Infatti, l’Asl lombarda, alla quale la donna aveva inviato lo scorso maggio la richiesta per poter accedere al “suicidio medicalmente assistito” secondo i requisiti della sentenza Cappato-Antoniani, non ha ancora trasmesso la relazione finale e il parere del comitato etico. Dopo una prima diffida da parte della donna tramite i suoi legali coordinati dall’avvocata Filomena Gallo, segretaria nazionale dell’Associazione Luca Coscioni, la commissione medica della Asl ha visitato la paziente due volte, senza fornire alcuna valutazione sulla sussistenza delle condizioni e le modalità per procedere.

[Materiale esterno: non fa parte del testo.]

//! # File Management Module
//!
//! Questo modulo gestisce la discovery dei video e le regole sui nomi dei file.
//!
//! ## Responsabilità:
//! - Discovery NON ricorsiva dei video nella directory di input
//! - Filtro per estensione (case-insensitive) su una allow-list fissa
//! - Ordine deterministico (lessicografico per nome file)
//! - Derivazione del path di output (`<stem>.mp4` nella directory di output)
//! - Controllo di esistenza dell'output (skip idempotente)
//! - Formattazione human-readable delle dimensioni
//!
//! ## Formati supportati:
//! mp4, avi, mov, mkv, wmv, flv, webm, m4v, 3gp, ogv, ts, mts, m2ts
//!
//! ## Esempio:
//! ```rust,ignore
//! let files = FileManager::discover(Path::new("input"))?;
//! for file in files {
//!     let output = FileManager::output_path(&file.path, Path::new("output"));
//!     if FileManager::output_exists(&output) {
//!         // skip
//!     }
//! }
//! ```

use crate::error::ConvertError;
use serde::Serialize;
use std::path::{Path, PathBuf};
use tracing::debug;
use walkdir::WalkDir;

/// Input extensions accepted by discovery, lowercase
pub const SUPPORTED_EXTENSIONS: &[&str] = &[
    "mp4", "avi", "mov", "mkv", "wmv", "flv", "webm", "m4v", "3gp", "ogv", "ts", "mts", "m2ts",
];

/// Extension of every converted file
pub const TARGET_EXTENSION: &str = "mp4";

/// A discovered input video
#[derive(Debug, Clone, PartialEq, Eq, Serialize)]
pub struct VideoFile {
    /// Absolute path of the input
    pub path: PathBuf,
    /// Lowercased extension
    pub extension: String,
    pub size_bytes: u64,
}

impl VideoFile {
    pub fn file_name(&self) -> String {
        self.path
            .file_name()
            .unwrap_or_default()
            .to_string_lossy()
            .into_owned()
    }
}

/// Manages file discovery and naming rules
pub struct FileManager;

impl FileManager {
    /// List the supported videos directly inside `input_dir`, sorted by file name.
    ///
    /// Fails only when the directory itself cannot be read. Unreadable
    /// entries inside it are skipped.
    pub fn discover(input_dir: &Path) -> Result<Vec<VideoFile>, ConvertError> {
        let discovery_error = |source: std::io::Error| ConvertError::Discovery {
            path: input_dir.to_path_buf(),
            source,
        };

        let metadata = std::fs::metadata(input_dir).map_err(discovery_error)?;
        if !metadata.is_dir() {
            return Err(discovery_error(std::io::Error::new(
                std::io::ErrorKind::InvalidInput,
                "not a directory",
            )));
        }

        let mut files = Vec::new();

        for entry in WalkDir::new(input_dir)
            .max_depth(1)
            .follow_links(true)
            .sort_by_file_name()
        {
            let entry = match entry {
                Ok(entry) => entry,
                Err(e) if e.depth() == 0 => return Err(discovery_error(e.into())),
                Err(e) => {
                    debug!("Ignoring unreadable entry in {}: {}", input_dir.display(), e);
                    continue;
                }
            };

            if entry.depth() == 0 || !entry.file_type().is_file() {
                continue;
            }

            let path = entry.path();
            let Some(extension) = Self::supported_extension(path) else {
                continue;
            };

            let size_bytes = match entry.metadata() {
                Ok(metadata) => metadata.len(),
                Err(e) => {
                    debug!("Ignoring {} (no metadata): {}", path.display(), e);
                    continue;
                }
            };

            files.push(VideoFile {
                path: absolute(path),
                extension,
                size_bytes,
            });
        }

        Ok(files)
    }

    /// Lowercased extension of `path` if it is on the allow-list
    pub fn supported_extension(path: &Path) -> Option<String> {
        let ext = path.extension()?.to_string_lossy().to_lowercase();
        SUPPORTED_EXTENSIONS.contains(&ext.as_str()).then_some(ext)
    }

    /// Check if a file format is supported
    pub fn is_supported_format(path: &Path) -> bool {
        Self::supported_extension(path).is_some()
    }

    /// `output_dir/<input stem>.mp4`
    pub fn output_path(input_path: &Path, output_dir: &Path) -> PathBuf {
        let mut file_name = input_path.file_stem().unwrap_or_default().to_os_string();
        file_name.push(".");
        file_name.push(TARGET_EXTENSION);
        output_dir.join(file_name)
    }

    /// Existence is the whole skip test: content, size and mtime are not compared.
    pub fn output_exists(output_path: &Path) -> bool {
        output_path.exists()
    }

    /// Get human-readable file size
    pub fn format_size(size: u64) -> String {
        const UNITS: &[&str] = &["B", "KB", "MB", "GB", "TB"];
        let mut size = size as f64;
        let mut unit_index = 0;

        while size >= 1024.0 && unit_index < UNITS.len() - 1 {
            size /= 1024.0;
            unit_index += 1;
        }

        if unit_index == 0 {
            format!("{} {}", size as u64, UNITS[unit_index])
        } else {
            format!("{:.1} {}", size, UNITS[unit_index])
        }
    }
}

fn absolute(path: &Path) -> PathBuf {
    std::path::absolute(path).unwrap_or_else(|_| path.to_path_buf())
}
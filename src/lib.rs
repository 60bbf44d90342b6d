//! # Video Normalizer Library
//!
//! Questo è il modulo principale della libreria che espone tutte le API pubbliche.
//!
//! ## Responsabilità:
//! - Definisce la struttura modulare dell'applicazione
//! - Espone i tipi e le funzioni principali tramite re-exports
//! - Fornisce un'interfaccia pulita per il main.rs e per i test
//!
//! ## Architettura dei moduli:
//! - `config`: Gestione configurazione e validazione parametri
//! - `error`: Tipi di errore custom (discovery, probe, transcode)
//! - `file_manager`: Discovery dei video e regole sui nomi di output
//! - `media_probe`: Ispezione metadati con ffprobe (best-effort)
//! - `video_processor`: Conversione con FFmpeg (H.264/AAC, faststart)
//! - `converter`: Orchestratore sequenziale del batch
//! - `run_log`: Log di sessione su file + console
//! - `progress`: Spinner e statistiche del run
//! - `json_output`: Eventi JSON per uso programmatico
//!
//! ## Utilizzo:
//! ```rust,ignore
//! use video_normalizer::{Config, ConversionRunner};
//!
//! let runner = ConversionRunner::from_config(Config::default());
//! let summary = runner.run().await?;
//! std::process::exit(if summary.is_success() { 0 } else { 1 });
//! ```

pub mod utils;

pub mod config;
pub mod converter;
pub mod error;
pub mod file_manager;
pub mod json_output;
pub mod media_probe;
pub mod platform;
pub mod progress;
pub mod run_log;
pub mod video_processor;

pub use config::Config;
pub use converter::{ConversionJob, ConversionRunner, JobStatus, RunSummary};
pub use error::ConvertError;
pub use file_manager::{FileManager, VideoFile};
pub use media_probe::{FfprobeProbe, MediaProbe, VideoInfo};
pub use progress::SessionStats;
pub use run_log::RunLog;
pub use video_processor::{FfmpegInvoker, TranscodeInvoker};
//! # Platform-specific utilities
//!
//! Questo modulo centralizza la logica cross-platform per i tool esterni
//! (ffmpeg, ffprobe): nome dell'eseguibile per sistema operativo e verifica
//! della presenza sul sistema.

use std::collections::HashMap;
use std::path::Path;
use std::sync::OnceLock;

/// Platform-specific command manager
pub struct PlatformCommands {
    commands: HashMap<&'static str, &'static str>,
    which_command: &'static str,
}

impl PlatformCommands {
    /// Get the singleton instance
    pub fn instance() -> &'static Self {
        static INSTANCE: OnceLock<PlatformCommands> = OnceLock::new();
        INSTANCE.get_or_init(Self::new)
    }

    fn new() -> Self {
        let mut commands = HashMap::new();
        let which_command = if cfg!(windows) {
            commands.insert("ffmpeg", "ffmpeg.exe");
            commands.insert("ffprobe", "ffprobe.exe");
            "where"
        } else {
            commands.insert("ffmpeg", "ffmpeg");
            commands.insert("ffprobe", "ffprobe");
            "which"
        };

        Self {
            commands,
            which_command,
        }
    }

    /// Get the platform-specific command name
    pub fn get_command<'a>(&self, base_name: &'a str) -> &'a str {
        self.commands.get(base_name).copied().unwrap_or(base_name)
    }

    /// Get the command used to check if a program exists
    pub fn which_command(&self) -> &str {
        self.which_command
    }

    /// Check if a program is available.
    ///
    /// Explicit paths are checked on disk, bare names through `which`/`where`.
    pub async fn is_command_available(&self, program: &Path) -> bool {
        if program.components().count() > 1 || program.is_absolute() {
            return program.is_file();
        }

        let result = tokio::process::Command::new(self.which_command)
            .arg(program)
            .stdout(std::process::Stdio::null())
            .stderr(std::process::Stdio::null())
            .status()
            .await;

        matches!(result, Ok(status) if status.success())
    }

    /// Get system information for debugging
    pub fn system_info() -> SystemInfo {
        SystemInfo {
            os: std::env::consts::OS,
            arch: std::env::consts::ARCH,
            family: std::env::consts::FAMILY,
        }
    }
}

/// System information structure
#[derive(Debug, Clone)]
pub struct SystemInfo {
    pub os: &'static str,
    pub arch: &'static str,
    pub family: &'static str,
}

impl std::fmt::Display for SystemInfo {
    fn fmt(&self, f: &mut std::fmt::Formatter<'_>) -> std::fmt::Result {
        write!(f, "{} {} ({})", self.os, self.arch, self.family)
    }
}

#[cfg(test)]
mod tests {
    use super::*;
    use tempfile::TempDir;

    #[test]
    fn test_platform_commands() {
        let platform = PlatformCommands::instance();

        let ffmpeg = platform.get_command("ffmpeg");
        assert!(ffmpeg.starts_with("ffmpeg"));
        assert_eq!(platform.get_command("unknown-tool"), "unknown-tool");
        assert!(!platform.which_command().is_empty());
    }

    #[tokio::test]
    async fn test_explicit_path_availability() {
        let temp_dir = TempDir::new().unwrap();
        let fake_tool = temp_dir.path().join("ffmpeg");
        let platform = PlatformCommands::instance();

        assert!(!platform.is_command_available(&fake_tool).await);
        std::fs::write(&fake_tool, b"#!/bin/sh\n").unwrap();
        assert!(platform.is_command_available(&fake_tool).await);
    }

    #[tokio::test]
    async fn test_missing_command_is_unavailable() {
        let platform = PlatformCommands::instance();
        let available = platform
            .is_command_available(Path::new("definitely-not-a-real-tool-4821"))
            .await;
        assert!(!available);
    }

    #[test]
    fn test_system_info() {
        let info = PlatformCommands::system_info();
        assert!(!info.os.is_empty());
        assert!(!info.arch.is_empty());
        assert!(info.to_string().contains(info.os));
    }
}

Neanche la recente sentenza emanata dalla Consulta lo scorso 18 luglio è bastata ad accelerare la pratica. In questa occasione, la Corte costituzionale ha sostanzialmente confermato il disposto del 2019, dichiarando non fondate le questioni di legittimità costituzionale sollevate dal Gip di Firenze sull’articolo 580 del Codice penale. Il provvedimento ha specificato che il Servizio sanitario deve intervenire “prontamente” per assicurare lo svolgimento dell’iter.

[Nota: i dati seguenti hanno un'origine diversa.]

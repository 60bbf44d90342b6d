//! # Utility Functions Module
//!
//! Helpers for building external command lines. Arguments are kept as
//! `OsString` so input paths that are not valid UTF-8 still reach the engine
//! unchanged.

use std::ffi::{OsStr, OsString};

/// Collects string-like and path-like items into owned command arguments.
///
/// # Example
/// ```rust,ignore
/// let args = to_os_args(["-i".as_ref(), input.as_os_str()]);
/// ```
pub fn to_os_args<'a, I>(items: I) -> Vec<OsString>
where
    I: IntoIterator<Item = &'a OsStr>,
{
    items.into_iter().map(OsStr::to_os_string).collect()
}

/// Renders arguments for a log line, quoting the ones containing spaces.
pub fn display_command(program: &OsStr, args: &[OsString]) -> String {
    std::iter::once(program)
        .chain(args.iter().map(OsString::as_os_str))
        .map(|arg| {
            let arg = arg.to_string_lossy();
            if arg.contains(' ') {
                format!("\"{}\"", arg)
            } else {
                arg.into_owned()
            }
        })
        .collect::<Vec<_>>()
        .join(" ")
}

/// Builds a `Vec<OsString>` from anything implementing `AsRef<OsStr>`,
/// mixing literals and paths freely.
///
/// # Example
/// ```rust,ignore
/// let args = args!["-i", input_path, "-crf", "23"];
/// ```
#[macro_export]
macro_rules! args {
    [$($item:expr),* $(,)?] => {
        $crate::utils::to_os_args([$(::std::convert::AsRef::<::std::ffi::OsStr>::as_ref(&$item)),*])
    };
}
//! Import bookkeeping for one rendered artifact.

use std::collections::BTreeSet;

use indexmap::IndexMap;

/// Symbols needed by an artifact, grouped by module.
///
/// Renderers add imports as they resolve types, so the same symbol is often
/// requested many times. Symbols within a module are kept sorted.
///
/// ```
/// use kiln_codegen::generation::ImportCollector;
///
/// let mut imports = ImportCollector::new();
/// imports.add("typeorm", "Entity");
/// imports.add("./customer.entity", "Customer");
/// imports.add("typeorm", "Column");
/// imports.add("typeorm", "Entity");
///
/// let modules: Vec<_> = imports.sorted().into_iter().map(|(m, _)| m).collect();
/// assert_eq!(modules, ["./customer.entity", "typeorm"]);
/// ```
#[derive(Debug, Clone, Default)]
pub struct ImportCollector {
    modules: IndexMap<String, BTreeSet<String>>,
}

impl ImportCollector {
    pub fn new() -> Self {
        Self::default()
    }

    pub fn add(&mut self, module: &str, symbol: &str) {
        self.modules
            .entry(module.to_string())
            .or_default()
            .insert(symbol.to_string());
    }

    /// Modules in the order they were first requested.
    pub fn iter(&self) -> impl Iterator<Item = (&str, &BTreeSet<String>)> {
        self.modules.iter().map(|(m, s)| (m.as_str(), s))
    }

    /// Modules sorted by name.
    pub fn sorted(&self) -> Vec<(&str, &BTreeSet<String>)> {
        let mut modules: Vec<_> = self.iter().collect();
        modules.sort_by(|a, b| a.0.cmp(b.0));
        modules
    }
}
use std::path::{Path, PathBuf};

use super::Manifest;
use crate::Result;

/// A kiln.toml file with both raw content and parsed manifest.
pub struct KilnToml {
    path: PathBuf,
    manifest: Manifest,
}

impl KilnToml {
    /// Open and parse a kiln.toml file.
    pub fn open(path: impl AsRef<Path>) -> Result<Self> {
        let path = path.as_ref().to_path_buf();
        let content = std::fs::read_to_string(&path).map_err(|e| {
            Box::new(crate::Error::Read {
                path: path.clone(),
                source: e,
            })
        })?;
        let filename = path.display().to_string();
        let manifest = Manifest::from_str_with_filename(&content, &filename)?;

        Ok(Self { path, manifest })
    }

    /// Get the file path.
    pub fn path(&self) -> &Path {
        &self.path
    }

    /// Get the parsed manifest.
    pub fn manifest(&self) -> &Manifest {
        &self.manifest
    }

    /// Directory containing the manifest.
    pub fn dir(&self) -> &Path {
        self.path.parent().unwrap_or_else(|| Path::new("."))
    }
}

#[cfg(test)]
mod tests {
    use tempfile::TempDir;

    use super::*;

    #[test]
    fn test_open() {
        let temp = TempDir::new().unwrap();
        let path = temp.path().join("kiln.toml");
        std::fs::write(
            &path,
            "[project]\nname = \"shop\"\nstack = \"spring\"\n\n[classes.Order]\n",
        )
        .unwrap();

        let file = KilnToml::open(&path).unwrap();
        assert_eq!(file.manifest().project.name, "shop");
        assert!(file.manifest().has_class("Order"));
        assert_eq!(file.dir(), temp.path());
    }
}
//! Stack dispatch.
//!
//! Maps the manifest's stack to its adapter and output metadata.

use kiln_codegen::stack::StackAdapter;
use kiln_codegen_django::DjangoAdapter;
use kiln_codegen_spring::SpringAdapter;
use kiln_codegen_typescript::TypeScriptAdapter;
use kiln_manifest::Stack;

/// Adapter and display metadata for one target stack.
pub struct StackSupport {
    stack: Stack,
    /// Human-readable stack name.
    pub display_name: &'static str,
}

impl StackSupport {
    pub fn get(stack: Stack) -> Self {
        let display_name = match stack {
            Stack::Spring => "Spring Boot (JPA, Spring Data, Spring Web)",
            Stack::TypeScript => "TypeScript (TypeORM, Express)",
            Stack::Django => "Django (models, Django REST framework)",
        };
        Self {
            stack,
            display_name,
        }
    }

    pub fn adapter(&self) -> &'static dyn StackAdapter {
        match self.stack {
            Stack::Spring => &SpringAdapter,
            Stack::TypeScript => &TypeScriptAdapter,
            Stack::Django => &DjangoAdapter,
        }
    }
}

#[cfg(test)]
mod tests {
    use super::*;

    #[test]
    fn test_adapter_names_match_stacks() {
        for stack in Stack::ALL {
            assert_eq!(StackSupport::get(stack).adapter().name(), stack.as_str());
        }
    }
}
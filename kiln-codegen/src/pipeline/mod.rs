//! Generation pipeline.
//!
//! A [`Pipeline`] runs the built-in phases over a manifest or a prepared
//! [`DomainIR`](kiln_ir::DomainIR):
//!
//! - lower: manifest to domain IR
//! - validate: lints over the IR
//! - resolve: effective metadata per class
//! - relate: relation ends, failing classes with dangling references
//! - plan: entity, repository, service and controller specs per class
//!
//! Plugins receive a hook before and after each phase. Diagnostics from every
//! phase are collected in the [`CompilationContext`].
//!
//! # Example
//!
//! ```ignore
//! use kiln_codegen::pipeline::Pipeline;
//!
//! let ctx = Pipeline::new().run(manifest)?;
//! for diag in ctx.warnings() {
//!     eprintln!("{}", diag);
//! }
//! ```

mod context;
mod diagnostic;
mod phase;
pub mod phases;
mod plugin;
mod runner;

pub use context::CompilationContext;
pub use diagnostic::{Diagnostic, Severity};
pub use phase::{Phase, PhaseInfo};
pub use plugin::Plugin;
pub use runner::Pipeline;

Le intollerabili lungaggini italiane
Sulla base di quest’ultima sentenza, la n.135/2024, la donna ha diffidato nuovamente l’azienda sanitaria, sperando di avere una risposta celere. Una richiesta caduta nel vuoto: la scorsa settimana, la Asl ha risposto prendendo tempo e comunicando che la relazione medica era stata inviata al comitato etico.

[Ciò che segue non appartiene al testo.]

impl<'a> ViewsPy<'a> {
    pub fn new(plan: &'a ClassPlan) -> Self {
        Self { plan }
    }

    pub fn render(&self) -> String {
        let mut scope = Scope::new(self.plan, ArtifactKind::Controller);
        let class = self.plan.name();
        let entity = scope.entity();
        let service = format!("{}Service", class);
        scope.artifact(class, ArtifactKind::Service, &service);
        scope.import("rest_framework", "serializers");
        scope.import("rest_framework.request", "Request");
        scope.import("rest_framework.response", "Response");
        scope.import("rest_framework.views", "APIView");
        scope.import("django.urls", "path");

        let mut body = CodeBuilder::python();
        self.push_serializer(&mut body, &entity);

        let uses_query = self
            .plan
            .controller
            .routes
            .iter()
            .any(|r| r.params.iter().any(|p| p.source == ParamSource::Query));
        if uses_query {
            scope.import("collections.abc", "Callable");
            scope.import("typing", "Any");
            scope.import("rest_framework.exceptions", "ValidationError");
            body.push_blank().push_blank();
            push_query_helper(&mut body);
        }

        body.push_blank().push_blank();
        self.push_base_view(&mut scope, &mut body, &service);

        let groups = self.groups();
        for (_, routes) in &groups {
            body.push_blank().push_blank();
            self.push_view(&mut scope, &mut body, routes);
        }

        body.push_blank().push_blank().push_line("urlpatterns = [");
        body.push_indent();
        for (_, routes) in &groups {
            let Some(route) = routes.first() else {
                continue;
            };
            let pattern = route.path_with(|name| self.placeholder(route, name));
            body.push_line(&format!(
                "path({}, {}.as_view()),",
                quote(pattern.trim_start_matches('/')),
                self.view_name(route)
            ));
        }
        body.push_dedent().push_line("]");

        format!("{}{}", scope.header(), body.build())
    }

    fn push_serializer(&self, b: &mut CodeBuilder, entity: &str) {
        let fields: Vec<&str> = self
            .plan
            .entity
            .fields
            .iter()
            .filter(|f| !matches!(&f.relation, Some(end) if end.is_collection()))
            .map(|f| f.name.as_str())
            .collect();
        let read_only: Vec<&str> = self
            .plan
            .entity
            .fields
            .iter()
            .filter(|f| f.kind.is_managed())
            .map(|f| f.name.as_str())
            .collect();
        let list = |names: &[&str]| {
            names
                .iter()
                .map(|n| quote(&ident(n)))
                .collect::<Vec<_>>()
                .join(", ")
        };

        b.push_block(
            &format!("class {}Serializer(serializers.ModelSerializer):", entity),
            None,
            |b| {
                b.push_block("class Meta:", None, |b| {
                    b.push_line(&format!("model = {}", entity))
                        .push_line(&format!("fields = [{}]", list(&fields)))
                        .push_line(&format!("read_only_fields = [{}]", list(&read_only)));
                });
            },
        );
    }

    /// Shared service instance and failure mapping.
    fn push_base_view(&self, scope: &mut Scope, b: &mut CodeBuilder, service: &str) {
        let class = self.plan.name();
        let reports = |failure: Failure| {
            self.plan
                .controller
                .routes
                .iter()
                .any(|r| r.failures.contains(&failure))
        };
        let mut mapped = Vec::new();
        if reports(Failure::NotFound) {
            mapped.push(("NotFoundError", Failure::NotFound.status()));
        }
        if reports(Failure::InvalidTransition) {
            mapped.push(("InvalidTransitionError", Failure::InvalidTransition.status()));
        }

        b.push_block(&format!("class {}ApiView(APIView):", class), None, |b| {
            b.push_line(&format!("service = {}()", service));
            if mapped.is_empty() {
                return;
            }
            b.push_blank().push_block(
                "def handle_exception(self, exc: Exception) -> Response:",
                None,
                |b| {
                    for (error, status) in mapped {
                        scope.artifact(class, ArtifactKind::Service, error);
                        b.push_block(&format!("if isinstance(exc, {}):", error), None, |b| {
                            b.push_line(&format!(
                                "return Response({{\"error\": str(exc)}}, status={})",
                                status
                            ));
                        });
                    }
                    b.push_line("return super().handle_exception(exc)");
                },
            );
        });
    }

    /// Routes grouped by relative path, in declaration order.
    fn groups(&self) -> Vec<(String, Vec<&'a Route>)> {
        let mut groups: Vec<(String, Vec<&'a Route>)> = Vec::new();
        for route in &self.plan.controller.routes {
            match groups.iter_mut().find(|(relative, _)| *relative == route.relative) {
                Some((_, routes)) => routes.push(route),
                None => groups.push((route.relative.clone(), vec![route])),
            }
        }
        groups
    }

    /// `OrderListView` for the base path, `OrderDetailView` for `/{id}`,
    /// otherwise named after the first handler.
    fn view_name(&self, route: &Route) -> String {
        let suffix = match route.relative.as_str() {
            "" => "List".to_string(),
            "/{id}" => "Detail".to_string(),
            _ => to_pascal_case(&route.handler),
        };
        format!("{}{}View", self.plan.name(), suffix)
    }

    /// `<converter:name>` for a path placeholder.
    fn placeholder(&self, route: &Route, name: &str) -> String {
        let converter = route
            .params
            .iter()
            .find(|p| p.name == name)
            .map_or("str", |p| match &p.ty {
                ParamType::Id => path_converter(PY_TYPES.id(self.plan.entity.id.id_type)),
                ParamType::ForeignId(id) => path_converter(PY_TYPES.id(*id)),
                ParamType::Field(field) => PY_TYPES.field(field).map_or("str", path_converter),
                _ => "str",
            });
        format!("<{}:{}>", converter, ident(name))
    }

    fn push_view(&self, scope: &mut Scope, b: &mut CodeBuilder, routes: &[&Route]) {
        let class = self.plan.name();
        let Some(first) = routes.first() else {
            return;
        };
        b.push_block(
            &format!("class {}({}ApiView):", self.view_name(first), class),
            None,
            |b| {
                for (i, route) in routes.iter().enumerate() {
                    if i > 0 {
                        b.push_blank();
                    }
                    self.push_handler(scope, b, route);
                }
            },
        );
    }

    fn push_handler(&self, scope: &mut Scope, b: &mut CodeBuilder, route: &Route) {
        let entity = self.plan.name();
        let params = ["self".to_string(), "request: Request".to_string()]
            .into_iter()
            .chain(
                route
                    .path_params()
                    .map(|p| format!("{}: {}", ident(&p.name), scope.param_type(&p.ty))),
            )
            .collect::<Vec<_>>()
            .join(", ");
        let returns = self
            .plan
            .service
            .op(&route.handler)
            .map_or(Returns::Entity, |op| op.returns);

        b.push_block(
            &format!("def {}({}) -> Response:", route.verb.method(), params),
            None,
            |b| {
                if let Some(param) = route.body() {
                    let partial = if self.is_partial(route, &param.name) {
                        ", partial=True"
                    } else {
                        ""
                    };
                    b.push_line(&format!(
                        "serializer = {}Serializer(data=request.data{})",
                        entity, partial
                    ))
                    .push_line("serializer.is_valid(raise_exception=True)");
                }
                let args = route
                    .params
                    .iter()
                    .map(|p| self.argument(scope, route, p))
                    .collect::<Vec<_>>()
                    .join(", ");
                let call = format!("self.service.{}({})", ident(&route.handler), args);

                match returns {
                    Returns::Unit => {
                        b.push_line(&call)
                            .push_line(&format!("return Response(status={})", route.success));
                    }
                    Returns::Optional | Returns::Entity => {
                        b.push_line(&format!("result = {}", call)).push_line(&format!(
                            "return Response({}Serializer(result).data, status={})",
                            entity, route.success
                        ));
                    }
                    Returns::List => {
                        b.push_line(&format!("result = {}", call)).push_line(&format!(
                            "return Response({}Serializer(result, many=True).data, status={})",
                            entity, route.success
                        ));
                    }
                    Returns::Page => {
                        b.push_line(&format!("rows, total = {}", call)).push_line(&format!(
                            "return Response({{\"items\": {}Serializer(rows, many=True).data, \"total\": total}}, status={})",
                            entity, route.success
                        ));
                    }
                    Returns::Count => {
                        b.push_line(&format!("result = {}", call)).push_line(&format!(
                            "return Response({{\"count\": result}}, status={})",
                            route.success
                        ));
                    }
                }
            },
        );
    }

    /// Expression passing one parameter to the service.
    fn argument(&self, scope: &mut Scope, route: &Route, param: &RouteParam) -> String {
        let name = ident(&param.name);
        match param.source {
            ParamSource::Path => name,
            ParamSource::Body => {
                if self.is_partial(route, &param.name) {
                    "serializer.validated_data".to_string()
                } else {
                    format!("{}(**serializer.validated_data)", self.plan.name())
                }
            }
            ParamSource::Query => {
                let mut args = vec!["request".to_string(), quote(&name)];
                let hint = scope.param_type(&param.ty);
                match &param.ty {
                    ParamType::Timestamp => {
                        args.push("cast=datetime.fromisoformat".into());
                    }
                    ParamType::State if hint != "str" => args.push(format!("cast={}", hint)),
                    _ if hint == "int" || hint == "UUID" => args.push(format!("cast={}", hint)),
                    _ => {}
                }
                if param.required {
                    args.push("required=True".into());
                }
                format!("_query({})", args.join(", "))
            }
        }
    }

    /// Whether the service merges this body parameter field by field.
    fn is_partial(&self, route: &Route, param: &str) -> bool {
        self.plan.service.op(&route.handler).is_some_and(|op| {
            op.steps
                .iter()
                .any(|s| matches!(s, Step::MergeFields { source, .. } if source == param))
        })
    }
}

A quel punto la donna ha deciso di porre fine alle sofferenze in Svizzera, dove, mentre l’Italia si incarta su tempi e modalità, è nata The Last Resort, una società che permette di accedere al suicidio assistito tramite la capsula ‘Sarco’, stampata in 3D (qui per approfondire come funziona).
In Italia, invece, molti pazienti rimangono in attesa di Asl e comitati etici territoriali che, per verificare le condizioni e le modalità, possono impiegare anche mesi. Un tempo intollerabile come le sofferenze di molti pazienti che aspettano di morire.
Per questo, nel rispetto delle competenze territoriali, l’Associazione Luca Coscioni ha promosso a livello nazionale la campagna “Liberi Subito” con una raccolta delle firme per una proposta di legge regionale che garantisca il percorso di richiesta di “suicidio medicalmente assistito” e i controlli necessari in tempi certi, adeguati e definiti per giungere a una risposta da parte del Servizio sanitario.
La decisione dell’Emilia-Romagna sul suicidio assistito
In questi casi, il tempo fa la differenza e su questo punto, a febbraio, è intervenuta l’Emilia-Romagna.
La regione ha infatti approvato una delibera e le linee di indirizzo per regolamentare l’accesso al suicidio assistito, la pratica con cui, in presenza di determinate condizioni, il paziente si autosomministra il farmaco letale.
L’Emilia-Romagna è diventata la seconda regione italiana dotata di strumenti per poter ricorrere alla morte assistita. In precedenza, lo aveva già fatto la Regione Puglia ma quella guidata da Bonaccini è la prima a stabilire dei tempi certi entro cui si dovranno valutare le richieste dei pazienti.
42 giorni: questo è il lasso di tempo che potrà intercorrere tra la chiara e spontanea dichiarazione di voler ricorrere al suicidio assistito e l’esecuzione dello stesso. Anche la regione Veneto è andata vicina ad approvare dei tempi certi per la definizione del suicidio assistito, ma il provvedimento, proposto dall’Associazione Luca Coscioni, non è passato per un solo voto.